Analytical and knowledge‐based redundancy for fault diagnosis in process plants

Abstract

The increasing complexity of process plants and their reliability have necessitated the development of more powerful methods for detecting and diagnosing process abnormalities. Among the underlying strategies, analytical redundancy and knowledge‐based system techniques offer viable solutions. In this work we consider the adaptive inclusion of analytical redundancy models (state and parameter estimation modules) in the diagnostic reasoning loop of a knowledge‐based system. This helps overcome the difficulties associated with each category. The design method is a new layered knowledge base that houses compiled/qualitative knowledge in the high levels and process‐general estimation knowledge in the low levels of a hierarchical knowledge structure. The compiled knowledge is used to narrow the diagnostic search space and provide an effective way of employing estimation modules. The estimation‐based methods that resort to fundamental analysis provide the rationale for a qualitatively‐guided reasoning process.

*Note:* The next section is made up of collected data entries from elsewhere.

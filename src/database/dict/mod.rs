//! An in-memory associative container with incremental rehashing (§1-§9):
//! resize work is spread one bucket at a time across subsequent operations
//! instead of happening in one blocking pass.

mod config;
mod dict;
pub mod entry;
mod global;
mod hash;
mod iter;
mod node;
mod sample;
mod scan;
mod state;
mod stats;
mod table;

pub use config::DictConfig;
pub use dict::{Dict, DictRefIter};
pub use entry::{Entry, OccupiedEntry, VacantEntry};
pub use global::{disable_resize, enable_resize, get_hash_seed, set_hash_seed};
pub use hash::{hash_bytes, hash_bytes_ci};
pub use iter::{DictIterator, SafeIter};
pub use node::DictNode;
pub use sample::{RandomSource, SmallRngSource};
pub use scan::ScanCursor;
pub use state::RehashState;
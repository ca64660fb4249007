//! Standalone byte-buffer hashing, independent of a `Dict`'s own
//! `BuildHasher`. The table never calls these on its own hot path — they
//! exist for callers that want the same keyed hash the original exposed
//! (e.g. computing a stable hash for a key before it's wrapped in whatever
//! `K` the caller's `Dict` actually uses).

use std::hash::Hasher;

use siphasher::sip::SipHasher13;

use super::global::get_hash_seed;

fn keyed_hasher() -> SipHasher13 {
    let seed = get_hash_seed();
    let k0 = u64::from_le_bytes(seed[0..8].try_into().unwrap());
    let k1 = u64::from_le_bytes(seed[8..16].try_into().unwrap());
    SipHasher13::new_with_keys(k0, k1)
}

/// SipHash-1-3 over `bytes`, keyed by the process-wide seed set through
/// [`super::set_hash_seed`].
pub fn hash_bytes(bytes: &[u8]) -> u64 {
    let mut hasher = keyed_hasher();
    hasher.write(bytes);
    hasher.finish()
}

/// Case-insensitive variant: lower-cases ASCII bytes before mixing, matching
/// the original's `dictGenCaseHashFunction` for table types whose keys are
/// ASCII strings compared case-insensitively.
pub fn hash_bytes_ci(bytes: &[u8]) -> u64 {
    let mut hasher = keyed_hasher();
    for chunk in bytes.chunks(64) {
        let lowered: Vec<u8> = chunk.iter().map(u8::to_ascii_lowercase).collect();
        hasher.write(&lowered);
    }
    hasher.finish()
}
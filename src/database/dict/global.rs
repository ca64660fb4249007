use std::sync::{
    atomic::{AtomicBool, Ordering},
    Mutex, OnceLock,
};

/// Process-wide switch consulted by the auto-expand trigger (§4.1) and by
/// [`super::Dict::resize`]. Long-lived persistence routines that want a
/// stable view of the table during a point-in-time snapshot toggle this off
/// for their duration; it does not pause an already-armed rehash.
static RESIZE_ENABLED: AtomicBool = AtomicBool::new(true);

pub fn enable_resize() {
    RESIZE_ENABLED.store(true, Ordering::Relaxed);
}

pub fn disable_resize() {
    RESIZE_ENABLED.store(false, Ordering::Relaxed);
}

pub(crate) fn resize_enabled() -> bool {
    RESIZE_ENABLED.load(Ordering::Relaxed)
}

static HASH_SEED: OnceLock<Mutex<[u8; 16]>> = OnceLock::new();

fn seed_cell() -> &'static Mutex<[u8; 16]> {
    HASH_SEED.get_or_init(|| Mutex::new([0u8; 16]))
}

/// Sets the 16-byte key used by [`super::hash_bytes`] / [`super::hash_bytes_ci`].
/// Process-wide, matching the original's single embedder-settable seed.
pub fn set_hash_seed(seed: [u8; 16]) {
    *seed_cell().lock().unwrap() = seed;
}

pub fn get_hash_seed() -> [u8; 16] {
    *seed_cell().lock().unwrap()
}
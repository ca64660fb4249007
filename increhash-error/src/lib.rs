//! Centralized error type for the `increhash` dictionary engine.
//!
//! Mirrors the taxonomy of the dictionary's error handling design:
//! precondition violations and allocation failures are recoverable and flow
//! through [`DictResult`]; misuse (fingerprint mismatch, pause-rehash
//! underflow) indicates a caller bug and is raised as a panic at the call
//! site, but still gets a named variant here so a `catch_unwind` boundary has
//! something to report.

use thiserror::Error;

/// Errors surfaced by `Dict`'s public operations.
#[derive(Debug, Error, Clone, PartialEq, Eq)]
pub enum DictError {
    /// `expand`/`try_expand` was called while a rehash was already in progress.
    #[error("cannot expand while a rehash is in progress")]
    ExpandWhileRehashing,

    /// The requested size is smaller than the number of entries already stored.
    #[error("requested size {requested} is smaller than current used count {used}")]
    ExpandTooSmall { requested: usize, used: usize },

    /// The computed target size equals the table's current size; nothing to do.
    #[error("expand target size is unchanged")]
    ExpandNoOp,

    /// `add` was called with a key that already exists.
    #[error("key already exists")]
    KeyExists,

    /// `resize` was called while a rehash was already in progress.
    #[error("cannot resize while a rehash is in progress")]
    ResizeWhileRehashing,

    /// `resize` was called while global resizing has been disabled.
    #[error("resize is disabled")]
    ResizeDisabled,

    /// `try_expand` could not allocate the requested backing storage.
    #[error("allocation failed for requested size {requested}")]
    AllocationFailed { requested: usize },

    /// An unsafe iterator's shape fingerprint changed between creation and release.
    #[error("dictionary was mutated during unsafe iteration (fingerprint mismatch)")]
    FingerprintMismatch,

    /// `pause_rehash` would have gone negative on `resume_rehashing`.
    #[error("pause_rehash underflow: resume_rehashing called without a matching pause")]
    PauseRehashingUnderflow,
}

/// Convenience alias for the dictionary's fallible operations.
pub type DictResult<T> = Result<T, DictError>;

The overall structure of the fault detection and isolation system based on the combined strategy is discussed focusing on the model‐based redundancy methods which create the low levels of the hierarchical knowledge base. The system has been implemented using the condensate‐feedwater subsystem of a coal‐fired power plant. Due to the highly nonlinear and mixed‐mode nature of the power plant dynamics, the modified extended Kalman filter is used in designing local detection filters.